Purposely showing prior-gen models in your release comparison immediately discredits you in my eyes.
5.0 flash with native sub-agents released to huggingface.... one can wish right :)
I wish China starts copying Demis' biotech models as well soon
Rumour says that this model is exclusively trained on Huawei chips.
I hope Cerebras offers this soon.

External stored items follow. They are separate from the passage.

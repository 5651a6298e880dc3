//! Maze interchange: a JSON document carrying dimensions, endpoints, the
//! generation tag and the wall set as (x, y, side) triples. The wall set
//! is the canonical half of the dual representation, so loading rebuilds
//! the connectivity graph from it and nothing else.

use std::io::{self, Read, Write};

use hashbrown::HashSet;
use serde::{Deserialize, Serialize};

use crate::grid::{Cell, WallRecord, WallSide};
use crate::maze::{Algorithm, Maze};
use crate::topology::MazeTopology;

#[derive(Debug, Clone, Serialize, Deserialize)]
pub struct MazeSnapshot {
    pub rows: i32,
    pub cols: i32,
    pub algorithm: Algorithm,
    pub start: (i32, i32),
    pub goal: (i32, i32),
    pub walls: Vec<(i32, i32, WallSide)>,
}

impl MazeSnapshot {
    pub fn from_maze(maze: &Maze) -> Self {
        let mut walls: Vec<(i32, i32, WallSide)> = maze
            .walls()
            .iter()
            .map(|w| (w.x, w.y, w.side))
            .collect();
        // Stable output: the wall set iterates in hash order.
        walls.sort_unstable();

        Self {
            rows: maze.rows(),
            cols: maze.cols(),
            algorithm: maze.algorithm(),
            start: (maze.start().x, maze.start().y),
            goal: (maze.goal().x, maze.goal().y),
            walls,
        }
    }

    /// Rebuild the full maze, connectivity graph included, from the wall
    /// list. A wall set that disconnects cells still loads; the solver
    /// reports such goals as unreachable.
    pub fn into_maze(self) -> Maze {
        let walls: HashSet<WallRecord> = self
            .walls
            .iter()
            .map(|&(x, y, side)| WallRecord::new(x, y, side))
            .collect();
        let topology = MazeTopology::from_walls(self.rows, self.cols, walls);
        Maze::from_parts(
            self.rows,
            self.cols,
            self.algorithm,
            topology,
            Cell::new(self.start.0, self.start.1),
            Cell::new(self.goal.0, self.goal.1),
        )
    }

    pub fn write_to<W: Write>(&self, w: &mut W) -> io::Result<()> {
        serde_json::to_writer(w, self)
            .map_err(|e| io::Error::new(io::ErrorKind::InvalidData, e))
    }

    pub fn read_from<R: Read>(r: &mut R) -> io::Result<Self> {
        serde_json::from_reader(r).map_err(|e| io::Error::new(io::ErrorKind::InvalidData, e))
    }
}
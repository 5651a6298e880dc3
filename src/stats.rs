//! Episode aggregates for policy evaluation: success rate, path-cost
//! ratio against the optimum, turning and collision counts, and step
//! latency percentiles. Plain data, no logging.

use crate::env::Environment;
use crate::policy::closed_loop_reference;

/// The outcome of one finished episode.
#[derive(Debug, Clone, Copy)]
pub struct EpisodeRecord {
    pub reached_goal: bool,
    pub steps: u32,
    /// Shortest start-to-goal cost, if the goal was reachable at all.
    pub optimal_cost: Option<usize>,
    pub turns: u32,
    pub collisions: u32,
    pub last_latency_ms: f64,
}

/// Ratio charged to an episode that never reached the goal. Large enough
/// to dominate any real ratio, finite enough to keep means meaningful.
const FAILED_RATIO: f32 = 999.0;

#[derive(Debug, Clone, Default, PartialEq)]
pub struct EvalSummary {
    pub episodes: usize,
    pub success_rate: f32,
    pub path_cost_ratio_mean: f32,
    pub turns_mean: f32,
    pub collisions_mean: f32,
    pub latency_ms_p50: f64,
    pub latency_ms_p95: f64,
}

impl EvalSummary {
    /// Aggregate finished episodes. Records without a known optimal cost
    /// cannot be rated and are skipped entirely.
    pub fn from_records(records: &[EpisodeRecord]) -> Self {
        let rated: Vec<&EpisodeRecord> =
            records.iter().filter(|r| r.optimal_cost.is_some()).collect();
        if rated.is_empty() {
            return Self::default();
        }

        let n = rated.len() as f32;
        let successes = rated.iter().filter(|r| r.reached_goal).count();

        let ratio_sum: f32 = rated
            .iter()
            .map(|r| {
                if r.reached_goal {
                    let optimal = r.optimal_cost.unwrap_or(1).max(1);
                    r.steps as f32 / optimal as f32
                } else {
                    FAILED_RATIO
                }
            })
            .sum();

        let mut latencies: Vec<f64> = rated.iter().map(|r| r.last_latency_ms).collect();
        latencies.sort_by(f64::total_cmp);

        Self {
            episodes: rated.len(),
            success_rate: successes as f32 / n,
            path_cost_ratio_mean: ratio_sum / n,
            turns_mean: rated.iter().map(|r| r.turns as f32).sum::<f32>() / n,
            collisions_mean: rated.iter().map(|r| r.collisions as f32).sum::<f32>() / n,
            latency_ms_p50: percentile(&latencies, 0.50),
            latency_ms_p95: percentile(&latencies, 0.95),
        }
    }
}

/// Nearest-rank percentile over an already sorted slice.
fn percentile(sorted: &[f64], q: f64) -> f64 {
    if sorted.is_empty() {
        return 0.0;
    }
    let rank = ((sorted.len() as f64) * q).ceil() as usize;
    sorted[rank.clamp(1, sorted.len()) - 1]
}

/// Roll the closed-loop reference policy for `episodes` episodes and
/// aggregate the outcomes. Episodes whose goal is unreachable from the
/// start are skipped by the aggregation, mirroring how evaluation treats
/// them as unratable rather than failed.
pub fn evaluate_reference(env: &mut Environment, episodes: usize) -> EvalSummary {
    let mut records = Vec::with_capacity(episodes);

    for _ in 0..episodes {
        env.reset();
        let optimal_cost = env.optimal_path_cost();

        let mut turns = 0u32;
        let mut last_latency_ms = 0.0;
        while !env.is_done() {
            let Some(action) = closed_loop_reference(env) else {
                break;
            };
            if action.is_turn() {
                turns += 1;
            }
            let out = env.step(action);
            last_latency_ms = out.info.latency_ms;
        }

        records.push(EpisodeRecord {
            reached_goal: env.robot().position() == env.maze().goal(),
            steps: env.steps(),
            optimal_cost,
            turns,
            collisions: env.collisions(),
            last_latency_ms,
        });
    }

    EvalSummary::from_records(&records)
}

#[cfg(test)]
mod tests {
    use super::*;
    use crate::env::EnvConfig;

    fn record(reached: bool, steps: u32, optimal: Option<usize>) -> EpisodeRecord {
        EpisodeRecord {
            reached_goal: reached,
            steps,
            optimal_cost: optimal,
            turns: 4,
            collisions: 1,
            last_latency_ms: 0.5,
        }
    }

    #[test]
    fn aggregates_simple_records() {
        let records = [record(true, 10, Some(10)), record(true, 15, Some(10))];
        let summary = EvalSummary::from_records(&records);
        assert_eq!(summary.episodes, 2);
        assert_eq!(summary.success_rate, 1.0);
        assert!((summary.path_cost_ratio_mean - 1.25).abs() < 1e-6);
        assert_eq!(summary.turns_mean, 4.0);
        assert_eq!(summary.collisions_mean, 1.0);
    }

    #[test]
    fn failures_charge_the_sentinel_ratio() {
        let records = [record(true, 10, Some(10)), record(false, 50, Some(10))];
        let summary = EvalSummary::from_records(&records);
        assert_eq!(summary.success_rate, 0.5);
        assert!((summary.path_cost_ratio_mean - 500.0).abs() < 1e-3);
    }

    #[test]
    fn unratable_records_are_skipped() {
        let records = [record(true, 10, Some(10)), record(false, 0, None)];
        let summary = EvalSummary::from_records(&records);
        assert_eq!(summary.episodes, 1);
        assert_eq!(summary.success_rate, 1.0);

        assert_eq!(EvalSummary::from_records(&[]), EvalSummary::default());
    }

    #[test]
    fn percentiles_use_nearest_rank() {
        let sorted: Vec<f64> = (1..=10).map(f64::from).collect();
        assert_eq!(percentile(&sorted, 0.50), 5.0);
        assert_eq!(percentile(&sorted, 0.95), 10.0);
        assert_eq!(percentile(&[3.0], 0.95), 3.0);
    }

    #[test]
    fn reference_policy_evaluates_cleanly_without_noise() {
        let mut env = Environment::new(EnvConfig {
            rows: 6,
            cols: 6,
            seed: 41,
            slip_p: 0.0,
            turn_error_p: 0.0,
            ..EnvConfig::default()
        })
        .unwrap();

        let summary = evaluate_reference(&mut env, 5);
        assert_eq!(summary.episodes, 5);
        assert_eq!(summary.success_rate, 1.0);
        // Noise-free reference runs never collide and never beat the optimum.
        assert_eq!(summary.collisions_mean, 0.0);
        assert!(summary.path_cost_ratio_mean >= 1.0);
    }
}
#[cfg(test)]
mod tests {
    use super::*;
    use crate::maze::generate;
    use crate::topology::MazeTopology;

    fn quiet_config(rows: i32, cols: i32, seed: u64) -> EnvConfig {
        EnvConfig {
            rows,
            cols,
            seed,
            slip_p: 0.0,
            turn_error_p: 0.0,
            ..EnvConfig::default()
        }
    }

    #[test]
    fn validation_rejects_bad_configs() {
        let bad_dims = EnvConfig { rows: 0, ..EnvConfig::default() };
        assert!(matches!(
            bad_dims.validate(),
            Err(ConfigError::InvalidDimensions { .. })
        ));

        let single_cell = EnvConfig { rows: 1, cols: 1, ..EnvConfig::default() };
        assert!(matches!(
            single_cell.validate(),
            Err(ConfigError::GridTooSmall { .. })
        ));

        let bad_slip = EnvConfig { slip_p: 1.5, ..EnvConfig::default() };
        assert!(matches!(
            bad_slip.validate(),
            Err(ConfigError::InvalidProbability { name: "slip_p", .. })
        ));

        let bad_budget = EnvConfig { step_budget_multiplier: 0, ..EnvConfig::default() };
        assert_eq!(bad_budget.validate(), Err(ConfigError::ZeroStepBudget));

        assert!(EnvConfig::default().validate().is_ok());
    }

    #[test]
    fn reset_places_the_robot_at_a_fresh_start() {
        let mut env = Environment::new(quiet_config(6, 6, 3)).unwrap();
        let obs = env.reset();
        assert_eq!(Cell::new(obs.x, obs.y), env.maze().start());
        assert_eq!(obs.dir, 0);
        assert_ne!(env.maze().start(), env.maze().goal());
        assert_eq!(env.steps(), 0);
        assert_eq!(env.collisions(), 0);
    }

    #[test]
    fn reset_with_validates_endpoints() {
        let mut env = Environment::new(quiet_config(5, 5, 3)).unwrap();
        let obs = env.reset_with(Cell::new(1, 1), Cell::new(3, 2)).unwrap();
        assert_eq!((obs.x, obs.y), (1, 1));
        assert_eq!((obs.goal_x, obs.goal_y), (3, 2));

        let same = env.reset_with(Cell::new(2, 2), Cell::new(2, 2));
        assert!(matches!(same, Err(ConfigError::InvalidEndpoints { .. })));
        let outside = env.reset_with(Cell::new(0, 0), Cell::new(9, 9));
        assert!(outside.is_err());
    }

    #[test]
    fn same_seed_replays_the_same_trajectory() {
        let script = [
            Action::Forward,
            Action::TurnRight,
            Action::Forward,
            Action::Forward,
            Action::TurnLeft,
            Action::Forward,
            Action::Backward,
            Action::Forward,
        ];

        let cfg = EnvConfig {
            slip_p: 0.3,
            turn_error_p: 0.2,
            ..quiet_config(8, 8, 21)
        };

        let run = |cfg: EnvConfig| {
            let mut env = Environment::new(cfg).unwrap();
            let mut log = vec![(env.reset(), 0.0)];
            for action in script {
                let out = env.step(action);
                log.push((out.observation, out.reward));
            }
            log
        };

        assert_eq!(run(cfg), run(cfg));
    }

    #[test]
    fn forward_into_a_wall_counts_a_collision_and_stays_put() {
        // 2x1 maze: the robot starts at (0, 0) facing up, straight into
        // the top border.
        let mut env = Environment::new(quiet_config(1, 2, 5)).unwrap();
        let mut maze = generate(1, 2, Algorithm::RandomPrim, 5);
        maze.set_endpoints(Cell::new(0, 0), Cell::new(1, 0));
        let obs = env.reset_on(maze);
        assert!(obs.wall_front);

        let out = env.step(Action::Forward);
        assert_eq!(out.info.collisions, 1);
        assert_eq!((out.observation.x, out.observation.y), (0, 0));
        assert!(!out.done);

        // Blocking and collision counting stay independent: the blocked
        // move was absorbed without error.
        assert_eq!(env.collisions(), 1);
    }

    #[test]
    fn goal_pays_the_bonus_and_finishes_the_episode() {
        let mut env = Environment::new(quiet_config(1, 2, 5)).unwrap();
        let mut maze = generate(1, 2, Algorithm::RandomPrim, 5);
        maze.set_endpoints(Cell::new(0, 0), Cell::new(1, 0));
        env.reset_on(maze);

        let turn = env.step(Action::TurnRight);
        assert!((turn.reward - (-1.1)).abs() < 1e-6);
        assert!(!turn.done);

        let forward = env.step(Action::Forward);
        assert!(forward.done);
        assert!((forward.reward - 99.0).abs() < 1e-6);

        // A finished episode is frozen.
        let after = env.step(Action::Forward);
        assert!(after.done);
        assert_eq!(after.reward, 0.0);
        assert_eq!((after.observation.x, after.observation.y), (1, 0));
    }

    #[test]
    fn budget_exhaustion_terminates_without_the_bonus() {
        let cfg = EnvConfig {
            step_budget_multiplier: 1,
            ..quiet_config(1, 2, 9)
        };
        let mut env = Environment::new(cfg).unwrap();
        let mut maze = generate(1, 2, Algorithm::RandomPrim, 9);
        maze.set_endpoints(Cell::new(0, 0), Cell::new(1, 0));
        env.reset_on(maze);

        // Budget is 2 steps; spin in place until it runs out.
        let first = env.step(Action::TurnLeft);
        assert!(!first.done);
        let second = env.step(Action::TurnRight);
        assert!(second.done);
        assert!((second.reward - (-1.1)).abs() < 1e-6);
    }

    #[test]
    fn slip_draws_keep_the_stream_aligned() {
        // With slip_p = 0 the draw still happens, so a noise-free run and
        // its observation stream depend only on the seed and the script.
        let mut env = Environment::new(quiet_config(6, 6, 13)).unwrap();
        let obs = env.reset();
        let out = env.step(Action::TurnRight);
        assert_eq!(out.info.intended, Action::TurnRight);
        assert_eq!(out.info.executed, Action::TurnRight);
        assert_eq!(out.observation.dir, 1);
        assert_eq!((out.observation.x, out.observation.y), (obs.x, obs.y));
    }

    #[test]
    fn optimal_path_helpers_agree() {
        let mut env = Environment::new(quiet_config(7, 7, 31)).unwrap();
        env.reset();
        let cells = env.optimal_path_cells();
        let cost = env.optimal_path_cost().unwrap();
        assert_eq!(cells.len(), cost + 1);
        assert_eq!(cells.first(), Some(&env.maze().start()));
        assert_eq!(cells.last(), Some(&env.maze().goal()));
    }

    #[test]
    fn disconnected_snapshot_mazes_probe_as_unreachable() {
        // A fully walled grid has no path; helpers return sentinels.
        let mut env = Environment::new(quiet_config(2, 2, 1)).unwrap();
        let topo = MazeTopology::new(2, 2);
        let maze = Maze::from_parts(
            2,
            2,
            Algorithm::RandomPrim,
            topo,
            Cell::new(0, 0),
            Cell::new(1, 1),
        );
        env.reset_on(maze);
        assert!(env.optimal_path_cells().is_empty());
        assert_eq!(env.optimal_path_cost(), None);
    }
}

Working with GLM-4.7 from Cerebras was a major boost compared with other models.
we're seeing so many LLM releases that they can't even keep their benchmark comparisons updated
Is this a lot cheaper to run (on their service or rented GPUs) than Claude or ChatGPT?
- meh, i asked what happened to Virginia Guiffre and it told me that she's alive and well living with her husband and children in australia
- i pointed out that she died on 2025 and then it told me that my question was a prank with a gaslighting tone because that date is 11 months into the future
- it never tried to search the internet for updated knowledge even though the toggle was ON.
- all other AI competitors get this right
afaiu this will also be an open weight release (soon?)
> Scaling is still one of the most important ways to improve the intelligence efficiency of Artificial General Intelligence (AGI)
Claiming that LLMs are anywhere near AGI is enough to let me know I shouldn't waste my time looking at the rest of the page or any of their projects.
Just tried it, its practically the same as glm-4.7 - it isn't as "wide" as claude or codex so even on a simple prompt is misses out on one important detail - instead of investigating it ploughs ahead with the next best thing it thinks you asked for instead of investigating fully before starting a project.
Submitted url could be blog post: https://z.ai/blog/glm-5
GLM5 is showing very disappointing general problem solving abilities
[flagged]
Whoa, I think GPT-5.3-Codex was a disappointment, but GLM-5 is definitely the future!
How do you get a domain like z.ai?
The amount of times benchmarks of competitors said something is close to Claude and it was remotely close in practice in the past year: 0
Ask the chat what happened in Tiananmen Square at 1989, immediately the chat gets stuck. Chinese moderation is the worst, evil government
I occasionally see z.ai mentioned and then I remember that I had to block their email since they spammed me with an unsolicited ad. Since then I'm very skeptical of using them.
Pelican generated via OpenRouter: https://gist.github.com/simonw/cc4ca7815ae82562e89a9fdd99f07...
Solid bird, not a great bicycle frame.